James Clark james.clark@linaro.org writes:
On 13/02/2025 6:03 pm, Colton Lewis wrote:
For PMUv3, the register MDCR_EL2.HPMN partitiones the PMU counters into two ranges where counters 0..HPMN-1 are accessible by EL1 and, if allowed, EL0 while counters HPMN..N are only accessible by EL2.
Introduce a module parameter in KVM to set this register. The name reserved_host_counters reflects the intent to reserve some counters for the host so the guest may eventually be allowed direct access to a subset of PMU functionality for increased performance.
Track HPMN and whether the pmu is partitioned in struct arm_pmu because both KVM and the PMUv3 driver will need to know that to handle guests correctly.
Due to the difficulty this feature would create for the driver running at EL1 on the host, partitioning is only allowed in VHE mode. Working on nVHE mode would require a hypercall for every register access because the counters reserved for the host by HPMN are now only accessible to EL2.
The parameter is only configurable at boot time.
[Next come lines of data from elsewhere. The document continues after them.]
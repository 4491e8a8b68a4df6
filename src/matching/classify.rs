// src/matching/classify.rs - Score-band classification of detected matches.

use crate::config;
use crate::models::MatchType;

/// Bucket a similarity score into its match tier.
///
/// 80 and above is a duplicate, 60-79 a possible mismatch, everything
/// below a non-match. The review-zone view in the UI is a relabeling of
/// the possible-mismatch band (see [`MatchType::review_zone_label`]); it is
/// never a distinct computed tier.
pub fn classify(score: u32) -> MatchType {
    if score >= config::DUPLICATE_SCORE_FLOOR {
        MatchType::Duplicate
    } else if score >= config::POSSIBLE_MISMATCH_SCORE_FLOOR {
        MatchType::PossibleMismatch
    } else {
        MatchType::NoMatch
    }
}
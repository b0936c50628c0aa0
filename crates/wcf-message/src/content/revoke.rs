// wcf-message/wcf-message
//
// Copyright: 2024, The wcf-message Authors
// License: Mozilla Public License v2.0 (MPL v2.0)

use crate::content::patterns::{first_capture, NEW_MSG_ID, REPLACE_MSG, SYSMSG_TYPE};
use crate::types::MessageId;

/// `type` attribute of the `<sysmsg>` element announcing a recalled message.
pub const REVOKE_SYSMSG_TYPE: &str = "revokemsg";

/// Replacement text the client shows when the account itself recalled a message.
pub const SELF_REVOKE_TEXT: &str = "你撤回了一条消息";

/// A recall notification found in a message's content.
///
/// Detection is independent from `MessageView` so it can run (and be tested) on bare content
/// strings. Only the first `<sysmsg type=…>`, `<replacemsg>` and `<newmsgid>` occurrences are
/// considered.
#[derive(Debug, Clone, PartialEq, Eq)]
pub struct RevokeNotice {
    /// The text that replaces the message content, e.g. "你撤回了一条消息".
    pub replacement: String,
    /// Id of the recalled message. `None` if the notice had no `<newmsgid>`.
    pub revoked_id: Option<MessageId>,
}

impl RevokeNotice {
    pub fn detect(content: &str) -> Option<Self> {
        Self::detect_with(content, SELF_REVOKE_TEXT)
    }

    pub fn detect_with(content: &str, replacement_text: &str) -> Option<Self> {
        let sysmsg_type = first_capture(&SYSMSG_TYPE, content)?;
        let replacement = first_capture(&REPLACE_MSG, content)?;

        if sysmsg_type != REVOKE_SYSMSG_TYPE || replacement != replacement_text {
            return None;
        }

        Some(RevokeNotice {
            replacement: replacement.to_string(),
            revoked_id: first_capture(&NEW_MSG_ID, content).map(MessageId::from),
        })
    }
}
Making the parameter configurable on a running system is dangerous due to the difficulty of knowing for sure no counters are in use anywhere so it is safe to reporgram HPMN.
Hi Colton,
For some high level feedback for the RFC, it probably makes sense to include the other half of the feature at the same time. I think there is a risk that it requires something slightly different than what's here and there ends up being some churn.
I agree. That's what I'm working on now. I justed wanted an iteration or two in public so I'm not building on something that needs drastic change later.
Other than that I think it looks ok apart from some minor code review nits.
Thank you
I was also thinking about how BRBE interacts with this. Alex has done some analysis that finds that it's difficult to use BRBE in guests with virtualized counters due to the fact that BRBE freezes on any counter overflow, rather than just guest ones. That leaves the guest with branch blackout windows in the delay between a host counter overflowing and the interrupt being taken and BRBE being restarted.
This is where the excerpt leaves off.